YOUR GOAL: Give the number of lines in the records below that contain the word "filename". State only that number.
*** Begin section ***
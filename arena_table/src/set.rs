//! Separate-chaining hash set stored inside a byte arena.

use std::{alloc::Layout, fmt, hash::Hash, marker::PhantomData, mem::size_of};

use bump_arena::{Arena, ArenaError};
use bytemuck::Pod;

use crate::{
    error::TableError,
    hash::key_hash,
    header::{bucket_of, RegionBuilder, TableHeader, LINK_NONE},
};

/// Offsets of the arrays of a set region, relative to the region start.
///
/// `buckets` holds 1-based entry indices with `0` meaning "empty", so the
/// zero-initialized region the arena hands out is already a valid empty
/// set. `nexts` links same-bucket entries, terminated by [`LINK_NONE`].
#[derive(Clone, Copy)]
struct SetRegion {
    buckets: u32,
    hashes: u32,
    nexts: u32,
    values: u32,
}

impl SetRegion {
    fn compute<T>(bucket_count: u32) -> (Self, Layout) {
        let mut builder = RegionBuilder::new();
        let region = Self {
            buckets: builder.array::<i32>(bucket_count),
            hashes: builder.array::<i32>(bucket_count),
            nexts: builder.array::<i32>(bucket_count),
            values: builder.array::<T>(bucket_count),
        };
        (region, builder.finish())
    }

    #[inline]
    fn bucket_offset(&self, base: u32, bucket: u32) -> u32 {
        base + self.buckets + size_of::<i32>() as u32 * bucket
    }

    #[inline]
    fn hash_offset(&self, base: u32, entry: u32) -> u32 {
        base + self.hashes + size_of::<i32>() as u32 * entry
    }

    #[inline]
    fn next_offset(&self, base: u32, entry: u32) -> u32 {
        base + self.nexts + size_of::<i32>() as u32 * entry
    }

    #[inline]
    fn value_offset<T>(&self, base: u32, entry: u32) -> u32 {
        base + self.values + size_of::<T>() as u32 * entry
    }
}

/// Fixed-capacity hash set of distinct values living inside an [`Arena`].
///
/// Collisions are resolved by separate chaining: each bucket heads a linked
/// list of entry indices. Physical entries are allocated densely in
/// insertion order and never removed or relocated, so the structural
/// capacity ceiling is exactly the bucket count, however long any single
/// chain grows.
///
/// The handle is just the region's byte offset and is freely copyable.
pub struct ArenaSet<T> {
    offset: u32,
    _phantom: PhantomData<T>,
}

impl<T> Clone for ArenaSet<T> {
    fn clone(&self) -> Self {
        *self
    }
}

impl<T> Copy for ArenaSet<T> {}

impl<T> fmt::Debug for ArenaSet<T> {
    fn fmt(&self, f: &mut fmt::Formatter<'_>) -> fmt::Result {
        f.debug_struct("ArenaSet")
            .field("offset", &self.offset)
            .finish()
    }
}

impl<T> ArenaSet<T> {
    /// Reinterprets a raw region offset as a set handle.
    ///
    /// The offset must have been returned by [`ArenaSet::reserve`] with the
    /// same value type, on the given arena or a byte-identical copy.
    pub fn from_offset(offset: u32) -> Self {
        Self {
            offset,
            _phantom: PhantomData,
        }
    }

    /// Returns the byte offset of the set's region inside its arena.
    pub fn offset(&self) -> u32 {
        self.offset
    }
}

impl<T: Pod + Eq + Hash> ArenaSet<T> {
    /// Reserves a region for an empty set with a fixed bucket count.
    ///
    /// Zero initialization covers the empty state: all bucket heads start
    /// out empty and entry slots are only read after being linked.
    pub fn reserve(arena: &mut Arena, bucket_count: u32) -> Result<Self, ArenaError> {
        assert!(
            bucket_count > 0 && bucket_count <= i32::MAX as u32,
            "bucket count {bucket_count} is outside the supported range"
        );
        let (_, layout) = SetRegion::compute::<T>(bucket_count);
        let offset = arena.reserve(layout)?;
        arena.write(
            offset,
            TableHeader {
                count: 0,
                bucket_count: bucket_count as i32,
            },
        );
        log::trace!("set with {bucket_count} buckets reserved at offset {offset}");
        Ok(Self::from_offset(offset))
    }

    fn header(&self, arena: &Arena) -> TableHeader {
        arena.read(self.offset)
    }

    /// Walks the bucket chain for `hash`, returning the index of the entry
    /// equal to `value`.
    fn find(&self, arena: &Arena, region: SetRegion, cap: u32, hash: i32, value: &T) -> Option<u32> {
        let bucket = bucket_of(hash, cap);
        let head = arena.read::<i32>(region.bucket_offset(self.offset, bucket));
        let mut entry = head - 1;
        while entry != LINK_NONE {
            let index = entry as u32;
            if arena.read::<i32>(region.hash_offset(self.offset, index)) == hash
                && arena.read::<T>(region.value_offset::<T>(self.offset, index)) == *value
            {
                return Some(index);
            }
            entry = arena.read::<i32>(region.next_offset(self.offset, index));
        }
        None
    }

    /// Checks whether `value` is an element of the set.
    pub fn contains(&self, arena: &Arena, value: &T) -> bool {
        let header = self.header(arena);
        let cap = header.bucket_count as u32;
        let (region, _) = SetRegion::compute::<T>(cap);
        self.find(arena, region, cap, key_hash(value), value).is_some()
    }

    /// Inserts `value` into the set.
    ///
    /// Returns `Ok(false)` when an equal value is already present; the set,
    /// including all existing chain links, is left untouched in that case.
    /// Otherwise the value goes into the next unused entry slot and becomes
    /// the new head of its bucket chain.
    ///
    /// Fails with [`TableError::CapacityExhausted`] once all physical entry
    /// slots are in use.
    pub fn insert(&self, arena: &mut Arena, value: T) -> Result<bool, TableError> {
        let header = self.header(arena);
        let cap = header.bucket_count as u32;
        let (region, _) = SetRegion::compute::<T>(cap);
        let hash = key_hash(&value);
        if self.find(arena, region, cap, hash, &value).is_some() {
            return Ok(false);
        }
        let count = header.count as u32;
        if count == cap {
            return Err(TableError::CapacityExhausted { capacity: cap });
        }
        let bucket = bucket_of(hash, cap);
        let bucket_offset = region.bucket_offset(self.offset, bucket);
        let head = arena.read::<i32>(bucket_offset);
        arena.write(region.hash_offset(self.offset, count), hash);
        arena.write(region.next_offset(self.offset, count), head - 1);
        arena.write(region.value_offset::<T>(self.offset, count), value);
        arena.write(bucket_offset, count as i32 + 1);
        arena.get_mut::<TableHeader>(self.offset).count += 1;
        Ok(true)
    }

    /// Returns the number of values stored.
    pub fn len(&self, arena: &Arena) -> u32 {
        self.header(arena).count as u32
    }

    /// Returns `true` when the set is empty.
    pub fn is_empty(&self, arena: &Arena) -> bool {
        self.len(arena) == 0
    }

    /// Returns the fixed number of buckets, which is also the physical
    /// entry capacity.
    pub fn bucket_count(&self, arena: &Arena) -> u32 {
        self.header(arena).bucket_count as u32
    }

    /// Returns the `index`-th stored value, in insertion order.
    pub fn value_at(&self, arena: &Arena, index: u32) -> Result<T, TableError> {
        let header = self.header(arena);
        let len = header.count as u32;
        if index >= len {
            return Err(TableError::OutOfBounds { index, len });
        }
        let (region, _) = SetRegion::compute::<T>(header.bucket_count as u32);
        Ok(arena.read(region.value_offset::<T>(self.offset, index)))
    }

    /// Iterates over the stored values in insertion order.
    pub fn iter<'a>(&self, arena: &'a Arena) -> SetIter<'a, T> {
        let header = self.header(arena);
        let (region, _) = SetRegion::compute::<T>(header.bucket_count as u32);
        SetIter {
            arena,
            values: self.offset + region.values,
            len: header.count as u32,
            index: 0,
            _phantom: PhantomData,
        }
    }
}

/// Iterator over the values of an [`ArenaSet`], in insertion order.
pub struct SetIter<'a, T> {
    arena: &'a Arena,
    values: u32,
    len: u32,
    index: u32,
    _phantom: PhantomData<T>,
}

impl<T: Pod> Iterator for SetIter<'_, T> {
    type Item = T;

    fn next(&mut self) -> Option<Self::Item> {
        if self.index == self.len {
            return None;
        }
        let index = self.index;
        self.index += 1;
        Some(
            self.arena
                .read::<T>(self.values + size_of::<T>() as u32 * index),
        )
    }

    fn size_hint(&self) -> (usize, Option<usize>) {
        let remaining = (self.len - self.index) as usize;
        (remaining, Some(remaining))
    }
}

impl<T: Pod> ExactSizeIterator for SetIter<'_, T> {}
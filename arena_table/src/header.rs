//! Shared region layout for the arena containers.
//!
//! Every container region starts with a [`TableHeader`] followed by a
//! container-specific sequence of fixed-length arrays. [`RegionBuilder`]
//! accumulates the byte offset of each array, rounding up to the element
//! alignment, and produces the [`Layout`] handed to the arena.

use std::{
    alloc::Layout,
    mem::{align_of, size_of},
};

use bytemuck::{Pod, Zeroable};

/// First eight bytes of every container region.
#[derive(Clone, Copy, Debug, PartialEq, Eq)]
#[repr(C)]
pub struct TableHeader {
    /// Number of entries stored.
    pub count: i32,
    /// Fixed capacity: the number of buckets and of physical entry slots.
    pub bucket_count: i32,
}

// SAFETY: repr(C) with two i32 fields, so there is no padding and any bit
// pattern is valid.
unsafe impl Zeroable for TableHeader {}
// SAFETY: as above.
unsafe impl Pod for TableHeader {}

/// Hash value marking an empty slot in the open-addressed map.
///
/// [`key_hash`](crate::key_hash) never returns this value, so a stored hash
/// equal to it always means "empty".
pub const EMPTY_HASH: i32 = i32::MIN;

/// Terminator for `next` and `value_next` entry links.
pub const LINK_NONE: i32 = -1;

pub(crate) const HEADER_BYTES: usize = size_of::<TableHeader>();

/// Reduces a stored hash to a bucket index.
///
/// The hash is reinterpreted as unsigned before the modulo so negative
/// hashes reduce like any other bit pattern.
#[inline]
pub(crate) fn bucket_of(hash: i32, bucket_count: u32) -> u32 {
    (hash as u32) % bucket_count
}

/// Accumulates the layout of a container region.
pub(crate) struct RegionBuilder {
    end: usize,
    align: usize,
}

impl RegionBuilder {
    pub fn new() -> Self {
        Self {
            end: HEADER_BYTES,
            align: align_of::<TableHeader>(),
        }
    }

    /// Appends an array of `len` elements of `T` and returns its byte
    /// offset relative to the region start.
    pub fn array<T>(&mut self, len: u32) -> u32 {
        let align = align_of::<T>();
        assert!(
            align <= bump_arena::MAX_ALIGN,
            "element alignment {align} exceeds the arena maximum of {}",
            bump_arena::MAX_ALIGN
        );
        let start = self.end.next_multiple_of(align);
        self.end = start + size_of::<T>() * len as usize;
        self.align = self.align.max(align);
        start as u32
    }

    /// Finishes the region and returns the layout to reserve for it.
    ///
    /// The arena aligns the region start to the layout alignment, which is
    /// the maximum element alignment seen; array starts rounded to their
    /// own element alignment therefore stay aligned after the region base
    /// offset is added.
    pub fn finish(self) -> Layout {
        Layout::from_size_align(self.end, self.align).unwrap()
    }
}
//! # Error Types
//!
//! This module defines the error type shared by every stage of the pipeline.
//!
//! Failures fall into two tiers (a third tier, warnings, never becomes an
//! error: it is logged and counted in [`crate::align::AlignmentStats`]):
//!
//! - **Fatal** - an expected but unrecoverable condition of the inputs, such as
//!   a score with an unterminated string or a performance that shares too few
//!   instants with the score.
//! - **Bug** - an internal invariant was violated. The positional trace and the
//!   MIDI layout are produced by our own instrumentation, so a mismatch means
//!   a defect or version skew between collaborators.
//!
//! ## Usage
//! ```rust
//! use lysync::{Severity, SyncError};
//!
//! let err = SyncError::NotEnoughSyncPoints { found: 1 };
//! assert_eq!(err.severity(), Severity::Fatal);
//! assert_eq!(err.severity().exit_code(), 1);
//! ```

use thiserror::Error;

/// Which tier an error belongs to.
#[derive(Debug, Clone, Copy, PartialEq, Eq)]
pub enum Severity {
    Fatal,
    Bug,
}

impl Severity {
    /// Process exit status used by the driver for this tier.
    pub fn exit_code(self) -> i32 {
        match self {
            Severity::Fatal => 1,
            Severity::Bug => 70,
        }
    }
}

#[derive(Error, Debug)]
pub enum SyncError {
    /// A string or comment in the score text never closes.
    ///
    /// # Example
    /// ```
    /// # use lysync::SyncError;
    /// let err = SyncError::Unterminated {
    ///     construct: "block comment",
    ///     line: 3,
    ///     column: 7,
    /// };
    /// assert_eq!(err.to_string(), "Unterminated block comment starting at line 3, column 7");
    /// ```
    #[error("Unterminated {construct} starting at line {line}, column {column}")]
    Unterminated {
        construct: &'static str,
        line: usize,
        column: usize,
    },

    /// A line of the positional trace does not follow the trace grammar.
    #[error("Failed to parse trace line:\n{line}")]
    MalformedTrace { line: String },

    /// The trace contained no anchors at all.
    #[error("Didn't find any notes in the positional trace")]
    EmptyTrace,

    /// The score location of an anchor could not be resolved.
    #[error("No note found at {location}")]
    MissingSourceToken { location: String },

    /// The MIDI container could not be decoded.
    #[error("Invalid MIDI file: {0}")]
    Midi(String),

    /// The MIDI file uses SMPTE timecode instead of ticks per quarter note.
    #[error("MIDI file uses timecode timing; only metrical timing is supported")]
    UnsupportedTiming,

    /// A pitch bend was not followed by a note-on in the same tick.
    #[error("Orphaned pitch bend in tick {tick} on track {track}")]
    OrphanedPitchBend { track: usize, tick: u64 },

    /// A pitch bend was immediately followed by a note-off.
    #[error("Pitch bend in tick {tick} on track {track} was followed by a note-off")]
    PitchBendBeforeNoteOff { track: usize, tick: u64 },

    /// A tick without notes was found before the end of the tick list.
    #[error("No notes in tick {tick} ({index}/{len})")]
    EmptyTick { tick: u64, index: usize, len: usize },

    /// A `q` anchor appeared before any multi-note match was recorded.
    #[error("Encountered a repeated chord at {location} but no previous chord was saved")]
    NoPreviousChord { location: String },

    /// Too many ticks in a row were dropped for lack of a matching anchor.
    #[error("Dropped {skipped} consecutive MIDI ticks (limit {limit}) at tick {tick}; score and performance are out of sync")]
    TooManySkips {
        skipped: usize,
        limit: usize,
        tick: u64,
    },

    /// Alignment produced fewer than two sync points.
    #[error("Not enough synchronization points found ({found})")]
    NotEnoughSyncPoints { found: usize },

    /// The run configuration is invalid.
    #[error("Invalid configuration: {0}")]
    Config(String),

    #[error("I/O error: {0}")]
    Io(#[from] std::io::Error),
}

impl SyncError {
    pub fn severity(&self) -> Severity {
        match self {
            SyncError::MalformedTrace { .. }
            | SyncError::EmptyTrace
            | SyncError::MissingSourceToken { .. }
            | SyncError::OrphanedPitchBend { .. }
            | SyncError::PitchBendBeforeNoteOff { .. }
            | SyncError::EmptyTick { .. }
            | SyncError::NoPreviousChord { .. }
            | SyncError::TooManySkips { .. } => Severity::Bug,
            SyncError::Unterminated { .. }
            | SyncError::Midi(_)
            | SyncError::UnsupportedTiming
            | SyncError::NotEnoughSyncPoints { .. }
            | SyncError::Config(_)
            | SyncError::Io(_) => Severity::Fatal,
        }
    }

    /// Full user-facing report. Bugs get a hint about where the defect lies.
    pub fn report(&self) -> String {
        match self.severity() {
            Severity::Fatal => format!("ERROR: {}", self),
            Severity::Bug => format!(
                "ERROR: {}\n\nThis is an internal error. The positional trace and MIDI layout \
                 are generated by our own instrumentation, so the renderer and this tool are \
                 probably out of step. Aborted execution.",
                self
            ),
        }
    }
}

impl From<midly::Error> for SyncError {
    fn from(err: midly::Error) -> Self {
        SyncError::Midi(err.to_string())
    }
}

#[cfg(test)]
mod tests {
    use super::*;

    #[test]
    fn test_tiers() {
        assert_eq!(SyncError::EmptyTrace.severity(), Severity::Bug);
        assert_eq!(
            SyncError::TooManySkips { skipped: 11, limit: 10, tick: 384 }.severity(),
            Severity::Bug
        );
        assert_eq!(
            SyncError::NotEnoughSyncPoints { found: 0 }.severity(),
            Severity::Fatal
        );
        assert_ne!(Severity::Fatal.exit_code(), Severity::Bug.exit_code());
    }

    #[test]
    fn test_bug_report_mentions_internal_error() {
        let report = SyncError::MalformedTrace { line: "ly2video: junk".to_string() }.report();
        assert!(report.starts_with("ERROR: Failed to parse trace line"));
        assert!(report.contains("internal error"));

        let report = SyncError::NotEnoughSyncPoints { found: 1 }.report();
        assert!(!report.contains("internal error"));
    }
}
*** End section ***
ANSWER TO THIS TASK: 2